Some providers at the children’s hospital felt that Turner was not manifestly inappropriate and that the abuse allegations would be difficult to prove in part because Olivia’s condition was so complex. Some of Olivia’s suspected symptoms were also relatively difficult to refute. According to a 2020 article in Pediatrics in Review, abusive parents are more likely to report these harder-to-find symptoms, such as difficulty feeding or seizures.
Adding to the difficulty of finding it, some potential warning signs can also resemble how parents of legitimately ill children behave. For example, a mother may push back a doctor’s conclusions because she wants to hurt the child, but she is more likely to think that the real needs are not being met – and she may be right.
âIt’s kind of like looking for a needle in a haystack,â said Dr. James Metz, head of the child protection team at the University of Vermont Children’s Hospital.

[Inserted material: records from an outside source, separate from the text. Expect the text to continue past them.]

//! catlearn - command-line front end for the category-learning model.
//!
//! Every command writes one JSON document (or a one-line summary) to
//! stdout. Logs go to stderr.

use std::path::{Path, PathBuf};

use clap::{Args, Parser, Subcommand};
use cl_common::error::{format_error_human, StructuredError};
use cl_common::{Error, OutputFormat, Result, SCHEMA_VERSION};
use cl_config::{load_settings, Settings, SettingsSnapshot, ValidationError};
use cl_core::exit_codes::ExitCode;
use cl_core::logging::{event_names, generate_run_id, init_logging, LogConfig, LogFormat, LogLevel};
use cl_core::schema::{available_schemas, generate_schema};
use cl_core::{
    report_draw, CategoryLearningModel, DensityError, LogDensity, ModelData, ModelParams, ParamError,
    ParamsFile,
};
use serde::de::DeserializeOwned;
use serde_json::{json, Value};

#[derive(Parser)]
#[command(name = "catlearn")]
#[command(about = "Hierarchical NIW category-learning model: validate data, evaluate densities, report draws")]
#[command(version)]
struct Cli {
    #[command(flatten)]
    global: GlobalOpts,

    #[command(subcommand)]
    command: Commands,
}

#[derive(Args, Debug)]
struct GlobalOpts {
    /// Path to settings.json (overrides CATLEARN_SETTINGS and XDG lookup)
    #[arg(long, global = true)]
    settings: Option<PathBuf>,

    /// Output format
    #[arg(long, short = 'f', global = true, default_value = "json")]
    format: OutputFormat,

    /// Log level (trace, debug, info, warn, error, off)
    #[arg(long, global = true)]
    log_level: Option<LogLevel>,

    /// Log format on stderr (human, jsonl)
    #[arg(long, global = true)]
    log_format: Option<LogFormat>,

    /// Disable colored error output
    #[arg(long, global = true)]
    no_color: bool,
}

#[derive(Subcommand)]
enum Commands {
    /// Validate a data file and print its dimensions and derived hyperparameters
    Check(DataArgs),

    /// Evaluate the log density of one parameter draw
    Eval(EvalArgs),

    /// Print NIW posteriors and predictive scales for every (category, subject)
    Beliefs(ModelArgs),

    /// Print category probabilities for every test trial
    Predict(ModelArgs),

    /// Reconstruct m_0_cor, m_0_cov and S_0 for one draw or an array of draws
    Report(ReportArgs),

    /// Print the JSON schema of an input file format
    Schema(SchemaArgs),

    /// Show the resolved settings and where they came from
    Settings,
}

impl Commands {
    fn name(&self) -> &'static str {
        match self {
            Commands::Check(_) => "check",
            Commands::Eval(_) => "eval",
            Commands::Beliefs(_) => "beliefs",
            Commands::Predict(_) => "predict",
            Commands::Report(_) => "report",
            Commands::Schema(_) => "schema",
            Commands::Settings => "settings",
        }
    }
}

#[derive(Args, Debug)]
struct DataArgs {
    /// Data contract JSON file
    #[arg(long)]
    data: PathBuf,
}

#[derive(Args, Debug)]
struct ModelArgs {
    /// Data contract JSON file
    #[arg(long)]
    data: PathBuf,

    /// Parameter draw JSON file
    #[arg(long)]
    params: PathBuf,
}

#[derive(Args, Debug)]
struct EvalArgs {
    #[command(flatten)]
    model: ModelArgs,

    /// Read --params as a JSON array on the unconstrained scale
    #[arg(long)]
    unconstrained: bool,
}

#[derive(Args, Debug)]
struct ReportArgs {
    /// Parameter draw JSON file (one object, or an array of draws)
    #[arg(long)]
    params: PathBuf,
}

#[derive(Args, Debug)]
struct SchemaArgs {
    /// Schema name (data, params)
    name: Option<String>,

    /// List available schemas
    #[arg(long)]
    list: bool,
}

/// Result of a successful command.
struct CommandOutput {
    payload: Value,
    summary: String,
}

fn main() {
    let cli = match Cli::try_parse() {
        Ok(cli) => cli,
        Err(e) => {
            let code = match e.kind() {
                clap::error::ErrorKind::DisplayHelp | clap::error::ErrorKind::DisplayVersion => {
                    ExitCode::Clean
                }
                _ => ExitCode::ArgsError,
            };
            let _ = e.print();
            std::process::exit(code.as_i32());
        }
    };

    init_logging(&LogConfig::from_env(cli.global.log_level, cli.global.log_format));

    let run_id = generate_run_id();
    let command = cli.command.name();
    tracing::info!(event = event_names::COMMAND_STARTED, %run_id, command, "command started");

    let result = match &cli.command {
        Commands::Check(args) => run_check(&cli.global, args),
        Commands::Eval(args) => run_eval(&cli.global, args),
        Commands::Beliefs(args) => run_beliefs(&cli.global, args),
        Commands::Predict(args) => run_predict(&cli.global, args),
        Commands::Report(args) => run_report(&cli.global, args),
        Commands::Schema(args) => run_schema(args),
        Commands::Settings => run_settings(&cli.global),
    };

    let exit_code = match result {
        Ok(output) => {
            emit_success(&cli.global, &run_id, command, output);
            tracing::info!(event = event_names::COMMAND_FINISHED, %run_id, command, "command finished");
            ExitCode::Clean
        }
        Err(CliError::Args(message)) => {
            emit_args_error(&cli.global, &run_id, command, &message);
            ExitCode::ArgsError
        }
        Err(CliError::Lib(err)) => {
            let code = ExitCode::for_error(&err);
            tracing::warn!(
                event = event_names::COMMAND_FAILED,
                %run_id,
                command,
                error_code = err.code(),
                "command failed"
            );
            emit_error(&cli.global, &run_id, command, &err);
            code
        }
    };

    std::process::exit(exit_code.as_i32());
}

/// Command failures: bad invocation or a library error.
enum CliError {
    Args(String),
    Lib(Error),
}

impl From<Error> for CliError {
    fn from(err: Error) -> Self {
        CliError::Lib(err)
    }
}

impl From<DensityError> for CliError {
    fn from(err: DensityError) -> Self {
        CliError::Lib(err.into())
    }
}

impl From<ParamError> for CliError {
    fn from(err: ParamError) -> Self {
        CliError::Lib(err.into())
    }
}

type CliResult = std::result::Result<CommandOutput, CliError>;

fn emit_success(global: &GlobalOpts, run_id: &str, command: &str, output: CommandOutput) {
    match global.format {
        OutputFormat::Json => {
            let mut doc = json!({
                "schema_version": SCHEMA_VERSION,
                "run_id": run_id,
                "generated_at": chrono::Utc::now().to_rfc3339(),
                "command": command,
            });
            if let (Some(doc), Value::Object(payload)) = (doc.as_object_mut(), output.payload) {
                doc.extend(payload);
            }
            println!("{}", serde_json::to_string_pretty(&doc).unwrap_or_default());
        }
        OutputFormat::Summary => println!("{}", output.summary),
    }
}

fn emit_error(global: &GlobalOpts, run_id: &str, command: &str, err: &Error) {
    match global.format {
        OutputFormat::Json => {
            let doc = json!({
                "schema_version": SCHEMA_VERSION,
                "run_id": run_id,
                "command": command,
                "error": StructuredError::from(err),
                "remediation": err.remediation(),
            });
            println!("{}", serde_json::to_string_pretty(&doc).unwrap_or_default());
        }
        OutputFormat::Summary => {
            let use_color = !global.no_color && std::io::IsTerminal::is_terminal(&std::io::stderr());
            eprintln!("{}", format_error_human(err, use_color));
        }
    }
}

fn emit_args_error(global: &GlobalOpts, run_id: &str, command: &str, message: &str) {
    match global.format {
        OutputFormat::Json => {
            let doc = json!({
                "schema_version": SCHEMA_VERSION,
                "run_id": run_id,
                "command": command,
                "error": { "code": ExitCode::ArgsError.code_name(), "message": message },
            });
            println!("{}", serde_json::to_string_pretty(&doc).unwrap_or_default());
        }
        OutputFormat::Summary => eprintln!("error: {}", message),
    }
}

fn settings_error(err: ValidationError) -> Error {
    match err {
        ValidationError::IoError(msg) => Error::Config(msg),
        ValidationError::VersionMismatch { expected, actual } => {
            Error::VersionMismatch { expected, actual }
        }
        other => Error::InvalidSettings(other.to_string()),
    }
}

fn settings(global: &GlobalOpts) -> Result<(Settings, SettingsSnapshot)> {
    let (settings, snapshot) = load_settings(global.settings.as_deref()).map_err(settings_error)?;
    tracing::debug!(
        event = event_names::SETTINGS_RESOLVED,
        source = %snapshot.source,
        hash = snapshot.short_id(),
        "settings resolved"
    );
    Ok((settings, snapshot))
}

fn read_json<T: DeserializeOwned>(path: &Path) -> Result<T> {
    let content = std::fs::read_to_string(path)?;
    Ok(serde_json::from_str(&content)?)
}

fn load_model(
    global: &GlobalOpts,
    data_path: &Path,
) -> Result<(CategoryLearningModel, Settings, SettingsSnapshot)> {
    let (settings, snapshot) = settings(global)?;
    let data = ModelData::from_file(data_path, &settings)?;
    tracing::info!(
        event = event_names::DATA_LOADED,
        path = %data_path.display(),
        categories = data.num_categories(),
        subjects = data.num_subjects(),
        dim = data.dim(),
        trials = data.trials().len(),
        "data loaded"
    );
    Ok((CategoryLearningModel::new(data), settings, snapshot))
}

fn load_params(path: &Path, settings: &Settings) -> Result<ModelParams> {
    let file: ParamsFile = read_json(path)?;
    Ok(ModelParams::from_file_form(&file, settings.tolerances.simplex)?)
}

fn run_check(global: &GlobalOpts, args: &DataArgs) -> CliResult {
    let (model, _, snapshot) = load_model(global, &args.data)?;
    let data = model.data();
    let summary = format!(
        "ok: M={} L={} K={} trials={} sigma_kappanu={} dim={}",
        data.num_categories(),
        data.num_subjects(),
        data.dim(),
        data.trials().len(),
        data.hyper().sigma_kappanu,
        model.dim()
    );
    Ok(CommandOutput {
        payload: json!({
            "status": "ok",
            "data": {
                "M": data.num_categories(),
                "L": data.num_subjects(),
                "K": data.dim(),
                "N_test": data.trials().len(),
                "max_count": data.max_count(),
            },
            "hyperparameters": data.hyper(),
            "parameter_dim": model.dim(),
            "parameter_names": model.parameter_names(),
            "settings": snapshot,
        }),
        summary,
    })
}

fn run_eval(global: &GlobalOpts, args: &EvalArgs) -> CliResult {
    let (model, settings, snapshot) = load_model(global, &args.model.data)?;
    if args.unconstrained {
        let theta: Vec<f64> = read_json(&args.model.params)?;
        let (params, log_jacobian) = model.layout().constrain(&theta)?;
        let breakdown = model.evaluate(&params)?;
        let log_density = model.log_density(&theta)?;
        return Ok(CommandOutput {
            summary: format!("log_density={}", log_density),
            payload: json!({
                "scale": "unconstrained",
                "log_density": log_density,
                "log_jacobian": log_jacobian,
                "breakdown": breakdown,
                "settings": snapshot,
            }),
        });
    }
    let params = load_params(&args.model.params, &settings)?;
    let breakdown = model.evaluate(&params)?;
    Ok(CommandOutput {
        summary: format!("log_density={}", breakdown.log_density),
        payload: json!({
            "scale": "constrained",
            "log_density": breakdown.log_density,
            "breakdown": breakdown,
            "settings": snapshot,
        }),
    })
}

fn run_beliefs(global: &GlobalOpts, args: &ModelArgs) -> CliResult {
    let (model, settings, _) = load_model(global, &args.data)?;
    let params = load_params(&args.params, &settings)?;
    let beliefs = model.beliefs(&params)?;
    Ok(CommandOutput {
        summary: format!("{} cells updated", beliefs.cells.len()),
        payload: json!({ "beliefs": beliefs }),
    })
}

fn run_predict(global: &GlobalOpts, args: &ModelArgs) -> CliResult {
    let (model, settings, _) = load_model(global, &args.data)?;
    let params = load_params(&args.params, &settings)?;
    let trials = model.category_probabilities(&params)?;
    Ok(CommandOutput {
        summary: format!("{} trials predicted", trials.len()),
        payload: json!({ "lapse_rate": params.lapse_rate, "trials": trials }),
    })
}

fn run_report(global: &GlobalOpts, args: &ReportArgs) -> CliResult {
    let (settings, _) = settings(global)?;
    let raw: Value = read_json(&args.params)?;
    let files: Vec<ParamsFile> = match raw {
        Value::Array(_) => serde_json::from_value(raw).map_err(Error::from)?,
        Value::Object(_) => vec![serde_json::from_value(raw).map_err(Error::from)?],
        _ => {
            return Err(CliError::Args(
                "--params must hold a parameter object or an array of them".to_string(),
            ))
        }
    };
    let draws = files
        .iter()
        .map(|file| {
            ModelParams::from_file_form(file, settings.tolerances.simplex).map(|p| report_draw(&p))
        })
        .collect::<std::result::Result<Vec<_>, _>>()?;
    Ok(CommandOutput {
        summary: format!("{} draws reported", draws.len()),
        payload: json!({ "draws": draws }),
    })
}

fn run_schema(args: &SchemaArgs) -> CliResult {
    if args.list || args.name.is_none() {
        let list: Vec<Value> = available_schemas()
            .into_iter()
            .map(|(name, description)| json!({ "name": name, "description": description }))
            .collect();
        let names: Vec<&str> = available_schemas().into_iter().map(|(n, _)| n).collect();
        return Ok(CommandOutput {
            summary: names.join(" "),
            payload: json!({ "schemas": list }),
        });
    }
    let name = args.name.as_deref().unwrap_or_default();
    let schema = generate_schema(name)
        .ok_or_else(|| CliError::Args(format!("unknown schema '{}' (try --list)", name)))?;
    Ok(CommandOutput {
        summary: format!("schema {}", name),
        payload: json!({ "name": name, "schema": schema }),
    })
}

fn run_settings(global: &GlobalOpts) -> CliResult {
    let (settings, snapshot) = settings(global)?;
    Ok(CommandOutput {
        summary: format!("{} ({})", snapshot.source, snapshot.short_id()),
        payload: json!({ "settings": settings, "snapshot": snapshot }),
    })
}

Signs of medical child abuse include:
- Symptoms that don’t make sense or are seen only by a parent
- Childhood illness does not respond to treatment
- Parent reports worsening child’s condition, but providers see no evidence
- Child’s symptoms improve in hospital, but worsen after returning home
- More than one child in the family is treated for a rare disease
- Samples of the child’s body fluids show signs of contamination, such as unexplained chemicals
- Parent insists on invasive procedures and is not relieved if tests reveal the child does not have a particular disease
Of course, some families have more than one child with a rare disease, and not all conditions respond to treatment as expected. Rare disease patient advocacy groups have argued that hospitals may be too fast identify parents who seek child care as potentially violent.

A rare and difficult diagnosis
According to the Pediatrics in Review article, cases of medical child abuse are usually discovered when a doctor or other person reviews the child’s medical records and finds that they do not match what the parent is saying. Some hospitals have also secretly recorded parents injuring their children or tampering with urine or blood samples. But filming patients without their consent raises ethical issues.
Doctors are more likely to identify medical child abuse if the child’s treating physician stays involved and everyone communicates, Metz said. When a child sees many specialists and no one is responsible for overseeing all of their care, it decreases the chances of anyone identifying inconsistencies and putting the pieces together, he said.
Pediatricians are trained to trust and work with parents, and that’s almost always the right approach, Metz said. But it makes it harder to identify the rare instances where parents are untrustworthy, as there may not be clear red flags, he said.
Trust “is kind of the basis of the doctor-patient relationship, and when it breaks down it causes significant problems,” he said. “Looking back, coming back, reading the files, it may become more obvious that things have been missed.”
The healthcare system is not designed to catch deception because doctors do not have easy access to a patient’s records from other practices and hospitals, Metz said. Parents who medically abuse their children can take advantage, swinging between doctors, so that no one has a full picture of the child’s health, he said.
Medical child abuse is particularly difficult to diagnose because it is so rare, Metz said. The signs are also much less noticeable than when a child arrives with a fractured bone as a result of physical abuse, he said.
âIt’s not often in the first five things, the first 10 things, or even the first 20 thingsâ on a doctor’s mind when seeing a patient, he said.